To summarize, in a cross-sectional study of youth with T1D, we show that youth’s BOLUS scores demonstrate greater capacity to explain variance in HbA1c than youth’s modified SCI total scores. Therefore, for research and clinical implications, we conclude that the BOLUS is likely a more accurate measure of T1D engagement than the modified SCI and a tool that researchers and providers should consider using going forward. Furthermore, we recommend that researchers conduct a follow-up study to confirm our study results in a large racially heterogeneous sample of youth with T1D and consider a longitudinal, prospective study to compare the stability of the associations between youth’s HbA1c levels with their SCI total score or BOLUS score.
Footnotes
Abbreviations
CGM, continuous glucose monitor; BOLUS, Mealtime Insulin Bolus Score; HbA1c, glycated hemoglobin; SCI, Self-Care Inventory; T1D, type 1 diabetes.

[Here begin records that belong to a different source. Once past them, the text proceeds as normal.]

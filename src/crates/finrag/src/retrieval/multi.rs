//! Fan a query over several retrievers.

use async_trait::async_trait;
use futures::future::join_all;
use serde_json::{json, Value};
use std::collections::HashSet;
use std::sync::Arc;
use tracing::warn;

use super::{MetadataFilter, Retriever};
use crate::document::Document;
use crate::error::{FinragError, Result};

/// Queries every inner retriever concurrently and keeps the best `k` by score.
///
/// A failing retriever is logged and skipped; the query fails only when all
/// of them fail, with the first error.
#[derive(Clone)]
pub struct MultiRetriever {
    retrievers: Vec<Arc<dyn Retriever>>,
}

impl MultiRetriever {
    pub fn new(retrievers: Vec<Arc<dyn Retriever>>) -> Self {
        Self { retrievers }
    }

    pub fn len(&self) -> usize {
        self.retrievers.len()
    }

    pub fn is_empty(&self) -> bool {
        self.retrievers.is_empty()
    }
}

#[async_trait]
impl Retriever for MultiRetriever {
    async fn query(&self, text: &str, k: usize, filter: Option<&MetadataFilter>) -> Result<Vec<Document>> {
        let results = join_all(self.retrievers.iter().map(|r| r.query(text, k, filter))).await;

        let mut first_error: Option<FinragError> = None;
        let mut succeeded = 0;
        let mut merged: Vec<Document> = Vec::new();
        for (index, result) in results.into_iter().enumerate() {
            match result {
                Ok(documents) => {
                    succeeded += 1;
                    merged.extend(documents);
                }
                Err(err) => {
                    warn!(retriever = index, error = %err, "retriever failed, using the others");
                    first_error.get_or_insert(err);
                }
            }
        }
        if succeeded == 0 {
            if let Some(err) = first_error {
                return Err(err);
            }
        }

        merged.sort_by(|a, b| b.score.total_cmp(&a.score));
        let mut seen = HashSet::new();
        merged.retain(|doc| seen.insert(doc.id.clone()));
        merged.truncate(k);
        Ok(merged)
    }

    async fn statistics(&self) -> Result<Value> {
        let results = join_all(self.retrievers.iter().map(|r| r.statistics())).await;
        let stats: Vec<Value> = results
            .into_iter()
            .map(|r| r.unwrap_or_else(|e| json!({"error": e.to_string()})))
            .collect();
        Ok(json!({"backend": "multi", "retrievers": stats}))
    }
}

Declaration of Conflicting Interests
The author(s) declared the following potential conflicts of interest with respect to the research, authorship, and/or publication of this article: Dr Mark A. Clements is Chief Medical Officer of Glooko, Inc and has received grants or contracts from Dexcom, Abbott Diabetes Care, National Institutes of Health, JDRF, the Emily Rosebud Foundation, Eli Lilly, Tolerion, and Garmin. Dr Susana R. Patton has received grants from the National Institutes of Health.
Funding
The author(s) received no financial support for the research, authorship, and/or publication of this article.